The violence began when Tawfiq Jamal drove with his teenage son and his friend to collect his daughter from the home of relatives, where she was helping prepare for a wedding.

Upon arrival at the relatives' home, they were set upon by a 300-strong mob chanting "Death to the Arabs!", and hurling rocks. Jamal's son was injured.

The family called emergency services and police arrived but were unwilling to confront the mob. The police left the scene and Jamal's family were only saved from lynching by a Jewish security guard, who hid them.

Over the next four days, Jewish mobs up to 1500-strong roamed Acre attacking Palestinians and their property. Cars were torched, shops damaged and a dozen homes razed to the ground.

Leaflets, texts and internet messages circulated calling for the expulsion of Palestinians from the city, with statements such as, "The Jew is the son of an angel and the Arab is the son of a dog".

While the police made some attempts at controlling the rioters, this did not extend to providing security to Palestinians being driven from their homes or returning to collect possessions.

Equal numbers of Jewish rioters and their Palestinian victims were arrested, but while the former have all been released many of the latter remain in detention.

The story of the Sa'adi family is typical. After their house was attacked by a Jewish mob on October 9, their calls to the police received no response for two days.

Eventually, they were evacuated by a police vehicle, only for the four adult members of the family to be arrested.
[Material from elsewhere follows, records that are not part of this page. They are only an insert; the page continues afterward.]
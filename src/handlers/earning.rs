use crate::handlers::current_user_id;
use crate::models::*;
use crate::services::{EarningService, UserService};
use actix_web::{HttpRequest, HttpResponse, ResponseError, Result, web};
use serde_json::json;

#[utoipa::path(
    post,
    path = "/earnings/record",
    tag = "earning",
    request_body = RecordEarningRequest,
    security(
        ("bearer_auth" = [])
    ),
    responses(
        (status = 200, description = "入账成功", body = EarningResponse),
        (status = 400, description = "金额非法或超出月度上限"),
        (status = 401, description = "未授权")
    )
)]
pub async fn record_earning(
    earning_service: web::Data<EarningService>,
    req: HttpRequest,
    request: web::Json<RecordEarningRequest>,
) -> Result<HttpResponse> {
    let user_id = match current_user_id(&req) {
        Ok(id) => id,
        Err(e) => return Ok(e.error_response()),
    };

    let request = request.into_inner();
    match earning_service
        .record_earning(
            user_id,
            request.amount,
            request.source,
            request.related_type,
            request.related_id,
            request.description,
            request.metadata,
        )
        .await
    {
        Ok(earning) => Ok(HttpResponse::Ok().json(json!({
            "success": true,
            "data": crate::models::EarningResponse::from(earning)
        }))),
        Err(e) => Ok(e.error_response()),
    }
}

#[utoipa::path(
    get,
    path = "/earnings",
    tag = "earning",
    params(
        ("status" = Option<String>, Query, description = "状态过滤"),
        ("source" = Option<String>, Query, description = "来源过滤"),
        ("monthly_period" = Option<String>, Query, description = "月度桶过滤 (YYYY-MM)"),
        ("page" = Option<u32>, Query, description = "页码"),
        ("per_page" = Option<u32>, Query, description = "每页数量")
    ),
    security(
        ("bearer_auth" = [])
    ),
    responses(
        (status = 200, description = "获取收益列表成功"),
        (status = 401, description = "未授权")
    )
)]
pub async fn list_earnings(
    earning_service: web::Data<EarningService>,
    req: HttpRequest,
    query: web::Query<EarningQuery>,
) -> Result<HttpResponse> {
    let user_id = match current_user_id(&req) {
        Ok(id) => id,
        Err(e) => return Ok(e.error_response()),
    };

    match earning_service.get_user_earnings(user_id, &query).await {
        Ok(response) => Ok(HttpResponse::Ok().json(json!({
            "success": true,
            "data": response
        }))),
        Err(e) => Ok(e.error_response()),
    }
}

#[utoipa::path(
    get,
    path = "/earnings/can-earn",
    tag = "earning",
    params(
        ("amount" = i64, Query, description = "预检金额（centavos）")
    ),
    security(
        ("bearer_auth" = [])
    ),
    responses(
        (status = 200, description = "预检成功", body = CanEarnResult),
        (status = 401, description = "未授权")
    )
)]
pub async fn can_earn(
    earning_service: web::Data<EarningService>,
    req: HttpRequest,
    query: web::Query<CanEarnQuery>,
) -> Result<HttpResponse> {
    let user_id = match current_user_id(&req) {
        Ok(id) => id,
        Err(e) => return Ok(e.error_response()),
    };

    match earning_service.can_earn(user_id, query.amount).await {
        Ok(response) => Ok(HttpResponse::Ok().json(json!({
            "success": true,
            "data": response
        }))),
        Err(e) => Ok(e.error_response()),
    }
}

#[utoipa::path(
    get,
    path = "/earnings/stats",
    tag = "earning",
    security(
        ("bearer_auth" = [])
    ),
    responses(
        (status = 200, description = "获取收益统计成功", body = EarningStatsResponse),
        (status = 401, description = "未授权")
    )
)]
pub async fn earning_stats(
    earning_service: web::Data<EarningService>,
    req: HttpRequest,
) -> Result<HttpResponse> {
    let user_id = match current_user_id(&req) {
        Ok(id) => id,
        Err(e) => return Ok(e.error_response()),
    };

    match earning_service.get_user_earning_stats(user_id).await {
        Ok(response) => Ok(HttpResponse::Ok().json(json!({
            "success": true,
            "data": response
        }))),
        Err(e) => Ok(e.error_response()),
    }
}

#[utoipa::path(
    get,
    path = "/earnings/pending",
    tag = "earning",
    params(
        ("page" = Option<i64>, Query, description = "页码"),
        ("page_size" = Option<i64>, Query, description = "每页数量")
    ),
    security(
        ("bearer_auth" = [])
    ),
    responses(
        (status = 200, description = "获取待审批队列成功"),
        (status = 403, description = "需要管理员权限")
    )
)]
pub async fn pending_earnings(
    earning_service: web::Data<EarningService>,
    user_service: web::Data<UserService>,
    req: HttpRequest,
    query: web::Query<PaginationParams>,
) -> Result<HttpResponse> {
    let caller = match current_user_id(&req) {
        Ok(id) => id,
        Err(e) => return Ok(e.error_response()),
    };
    if let Err(e) = user_service.ensure_admin(caller).await {
        return Ok(e.error_response());
    }

    match earning_service
        .get_pending_earnings(
            query.page.map(|p| p as u32),
            query.page_size.map(|p| p as u32),
        )
        .await
    {
        Ok(response) => Ok(HttpResponse::Ok().json(json!({
            "success": true,
            "data": response
        }))),
        Err(e) => Ok(e.error_response()),
    }
}

#[utoipa::path(
    post,
    path = "/earnings/{id}/approve",
    tag = "earning",
    params(
        ("id" = i64, Path, description = "收益ID")
    ),
    security(
        ("bearer_auth" = [])
    ),
    responses(
        (status = 200, description = "审批通过", body = EarningResponse),
        (status = 400, description = "超出月度上限"),
        (status = 403, description = "需要管理员权限"),
        (status = 409, description = "状态不允许审批")
    )
)]
pub async fn approve_earning(
    earning_service: web::Data<EarningService>,
    user_service: web::Data<UserService>,
    req: HttpRequest,
    path: web::Path<i64>,
) -> Result<HttpResponse> {
    let caller = match current_user_id(&req) {
        Ok(id) => id,
        Err(e) => return Ok(e.error_response()),
    };
    if let Err(e) = user_service.ensure_admin(caller).await {
        return Ok(e.error_response());
    }

    match earning_service
        .approve_earning(path.into_inner(), caller)
        .await
    {
        Ok(earning) => Ok(HttpResponse::Ok().json(json!({
            "success": true,
            "data": crate::models::EarningResponse::from(earning)
        }))),
        Err(e) => Ok(e.error_response()),
    }
}

#[utoipa::path(
    post,
    path = "/earnings/{id}/reject",
    tag = "earning",
    params(
        ("id" = i64, Path, description = "收益ID")
    ),
    request_body = RejectEarningRequest,
    security(
        ("bearer_auth" = [])
    ),
    responses(
        (status = 200, description = "驳回成功", body = EarningResponse),
        (status = 403, description = "需要管理员权限"),
        (status = 409, description = "状态不允许驳回")
    )
)]
pub async fn reject_earning(
    earning_service: web::Data<EarningService>,
    user_service: web::Data<UserService>,
    req: HttpRequest,
    path: web::Path<i64>,
    request: web::Json<RejectEarningRequest>,
) -> Result<HttpResponse> {
    let caller = match current_user_id(&req) {
        Ok(id) => id,
        Err(e) => return Ok(e.error_response()),
    };
    if let Err(e) = user_service.ensure_admin(caller).await {
        return Ok(e.error_response());
    }

    match earning_service
        .reject_earning(path.into_inner(), caller, request.into_inner().reason)
        .await
    {
        Ok(earning) => Ok(HttpResponse::Ok().json(json!({
            "success": true,
            "data": crate::models::EarningResponse::from(earning)
        }))),
        Err(e) => Ok(e.error_response()),
    }
}

pub fn earning_config(cfg: &mut web::ServiceConfig) {
    cfg.service(
        web::scope("/earnings")
            .route("/record", web::post().to(record_earning))
            .route("/can-earn", web::get().to(can_earn))
            .route("/stats", web::get().to(earning_stats))
            .route("/pending", web::get().to(pending_earnings))
            .route("/{id}/approve", web::post().to(approve_earning))
            .route("/{id}/reject", web::post().to(reject_earning))
            .route("", web::get().to(list_earnings)),
    );
}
Three remain in detention.

On October 13, Jamal was arrested and remains in detention, accused of "hurting religious sentiments" by driving on Yom Kippur, although this is not actually a crime under Israeli law.

The police's tolerant approach to stone-throwing by Jewish citizens of Israel contrasts with their response when Palestinian citizens of Israel do the same. In October 2000, authorities responded to stone-throwing by Israeli Palestinians, demonstrating in solidarity with Palestinians in the West Bank and Gaza, by opening fire with live ammunition, killing 13 protesters.
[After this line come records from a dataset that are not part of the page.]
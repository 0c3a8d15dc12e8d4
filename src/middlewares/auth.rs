use crate::error::AppError;
use crate::utils::JwtService;
use actix_web::http::Method;
use actix_web::{
    Error, HttpMessage,
    dev::{Service, ServiceRequest, ServiceResponse, Transform, forward_ready},
};
use futures_util::future::LocalBoxFuture;
use std::future::{Ready, ready};

// 公开路径配置
struct PublicPaths {
    exact_paths: Vec<&'static str>,
    prefix_paths: Vec<&'static str>,
}

impl PublicPaths {
    fn new() -> Self {
        Self {
            // 完全匹配的公开路径
            exact_paths: vec!["/swagger-ui", "/swagger-ui/", "/api-docs/openapi.json"],
            // 前缀匹配的公开路径
            prefix_paths: vec!["/swagger-ui/", "/api-docs/", "/api/auth/"],
        }
    }

    fn is_public_path(&self, path: &str) -> bool {
        if self.exact_paths.contains(&path) {
            return true;
        }

        self.prefix_paths
            .iter()
            .any(|&prefix| path.starts_with(prefix))
    }
}

pub struct AuthMiddleware {
    jwt_service: JwtService,
}

impl AuthMiddleware {
    pub fn new(jwt_service: JwtService) -> Self {
        Self { jwt_service }
    }
}

impl<S, B> Transform<S, ServiceRequest> for AuthMiddleware
where
    S: Service<ServiceRequest, Response = ServiceResponse<B>, Error = Error>,
    S::Future: 'static,
    B: 'static,
{
    type Response = ServiceResponse<B>;
    type Error = Error;
    type InitError = ();
    type Transform = AuthMiddlewareService<S>;
    type Future = Ready<Result<Self::Transform, Self::InitError>>;

    fn new_transform(&self, service: S) -> Self::Future {
        ready(Ok(AuthMiddlewareService {
            service,
            jwt_service: self.jwt_service.clone(),
            public_paths: PublicPaths::new(),
        }))
    }
}

pub struct AuthMiddlewareService<S> {
    service: S,
    jwt_service: JwtService,
    public_paths: PublicPaths,
}

impl<S, B> Service<ServiceRequest> for AuthMiddlewareService<S>
where
    S: Service<ServiceRequest, Response = ServiceResponse<B>, Error = Error>,
    S::Future: 'static,
    B: 'static,
{
    type Response = ServiceResponse<B>;
    type Error = Error;
    type Future = LocalBoxFuture<'static, Result<Self::Response, Self::Error>>;

    forward_ready!(service);

    fn call(&self, req: ServiceRequest) -> Self::Future {
        // 放行所有 CORS 预检请求
        if req.method() == Method::OPTIONS {
            let fut = self.service.call(req);
            return Box::pin(fut);
        }

        // 检查是否为公开路径
        let path = req.path();

        if self.public_paths.is_public_path(path) {
            let fut = self.service.call(req);
            return Box::pin(fut);
        }

        // 提取Authorization header
        let auth_header = req.headers().get("Authorization");

        let token = if let Some(auth_value) = auth_header {
            if let Ok(auth_str) = auth_value.to_str() {
                auth_str.strip_prefix("Bearer ")
            } else {
                None
            }
        } else {
            None
        };

        let jwt_service = self.jwt_service.clone();

        if let Some(token) = token {
            match jwt_service.verify_access_token(token) {
                Ok(claims) => {
                    // 将用户ID添加到请求扩展中
                    req.extensions_mut()
                        .insert(claims.sub.parse::<i64>().unwrap_or(0));
                    let fut = self.service.call(req);
                    Box::pin(fut)
                }
                Err(_) => {
                    let error = AppError::AuthError("Invalid access token".to_string());
                    Box::pin(async move { Err(error.into()) })
                }
            }
        } else {
            let error = AppError::AuthError("Missing access token".to_string());
            Box::pin(async move { Err(error.into()) })
        }
    }
}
While the Jewish population of Acre (predominantly Mizrahim — descendants of Jewish migrants from Arab countries) have traditionally supported right-wing anti-Palestinian parties, the violence in Acre was predominantly the work of outsiders.
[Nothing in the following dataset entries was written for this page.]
use crate::handlers::current_user_id;
use crate::models::*;
use crate::services::{ReferralRewardService, UserService};
use actix_web::{HttpRequest, HttpResponse, ResponseError, Result, web};
use serde_json::json;

#[utoipa::path(
    get,
    path = "/referrals/code",
    tag = "referral",
    security(
        ("bearer_auth" = [])
    ),
    responses(
        (status = 200, description = "获取推荐码成功", body = ReferralCodeResponse),
        (status = 401, description = "未授权")
    )
)]
pub async fn get_referral_code(
    referral_service: web::Data<ReferralRewardService>,
    req: HttpRequest,
) -> Result<HttpResponse> {
    let user_id = match current_user_id(&req) {
        Ok(id) => id,
        Err(e) => return Ok(e.error_response()),
    };

    match referral_service.get_or_create_code(user_id).await {
        Ok(code) => Ok(HttpResponse::Ok().json(json!({
            "success": true,
            "data": ReferralCodeResponse {
                referral_code: code
            }
        }))),
        Err(e) => Ok(e.error_response()),
    }
}

#[utoipa::path(
    get,
    path = "/referrals/stats",
    tag = "referral",
    security(
        ("bearer_auth" = [])
    ),
    responses(
        (status = 200, description = "获取推荐漏斗统计成功", body = ReferralStatsResponse),
        (status = 401, description = "未授权")
    )
)]
pub async fn referral_stats(
    referral_service: web::Data<ReferralRewardService>,
    req: HttpRequest,
) -> Result<HttpResponse> {
    let user_id = match current_user_id(&req) {
        Ok(id) => id,
        Err(e) => return Ok(e.error_response()),
    };

    match referral_service.get_stats(user_id).await {
        Ok(response) => Ok(HttpResponse::Ok().json(json!({
            "success": true,
            "data": response
        }))),
        Err(e) => Ok(e.error_response()),
    }
}

#[utoipa::path(
    post,
    path = "/referrals/{id}/convert",
    tag = "referral",
    params(
        ("id" = i64, Path, description = "推荐记录ID")
    ),
    security(
        ("bearer_auth" = [])
    ),
    responses(
        (status = 200, description = "转化已确认", body = ReferralResponse),
        (status = 403, description = "需要管理员权限"),
        (status = 409, description = "状态不允许转化")
    )
)]
pub async fn convert_referral(
    referral_service: web::Data<ReferralRewardService>,
    user_service: web::Data<UserService>,
    req: HttpRequest,
    path: web::Path<i64>,
) -> Result<HttpResponse> {
    let caller = match current_user_id(&req) {
        Ok(id) => id,
        Err(e) => return Ok(e.error_response()),
    };
    if let Err(e) = user_service.ensure_admin(caller).await {
        return Ok(e.error_response());
    }

    match referral_service.handle_conversion(path.into_inner()).await {
        Ok(response) => Ok(HttpResponse::Ok().json(json!({
            "success": true,
            "data": response
        }))),
        Err(e) => Ok(e.error_response()),
    }
}

pub fn referral_config(cfg: &mut web::ServiceConfig) {
    cfg.service(
        web::scope("/referrals")
            .route("/code", web::get().to(get_referral_code))
            .route("/stats", web::get().to(referral_stats))
            .route("/{id}/convert", web::post().to(convert_referral)),
    );
}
The pogrom was the work of religious fundamentalists from the West Bank settler movement, predominantly European-descended Jews, or Ashkanazim, including many ideologically motivated recent immigrants from North America.

The October 12 Jerusalem Post reported at least one instance of the mobs attacking a local Mizrahi Jew who they had mistaken for a Palestinian.

In the past decade, the religious settler movement has been establishing communities and hesder-yeshiva (institutions that combine religious and military training) in Acre, Jaffa and other Israeli communities that have a high Palestinian population.

This represents a deliberate campaign to reduce the Palestinian population of Israel-proper. Currently 18% of Israeli citizens, 1.5 million people, are Palestinian.

As with the religious settlers' violence in the post-1967 occupied territories, the response of Israeli authorities is a mixture of half-hearted condemnation, ineffectual attempts at restraint and policies that reward the extremists' illegal actions.

This is because, despite the extremists' disregard for Israeli law and their fundamentalist brand of Judaism being alien to the beliefs of most Israeli Jews, the entire Israeli establishment shares their goal: the perpetuation of an exclusively Jewish state in Palestine.

Israeli politicians frequently speak of the "demographic threat" — a racist anxiety over Palestinian birth rates.

While Israeli bulldozers removing olive trees from Palestinian farmers' land is an image generally associated with the West Bank, it has also been occurring in Israel-proper.

In rural Galilee, Palestinians comprise 72% of the population but own only 16% of the land. This disparity has not stopped Israeli authorities from confiscating Palestinian-owned farmland to build suburbs for newly arrived Jewish immigrants, as is occurring in the village of Al-Mahad.

In urban areas, mass-eviction of Palestinan public housing tenants is often used to counter the "demographic threat", for example, the May 2007 eviction of 497 Palestinian families in Jaffa.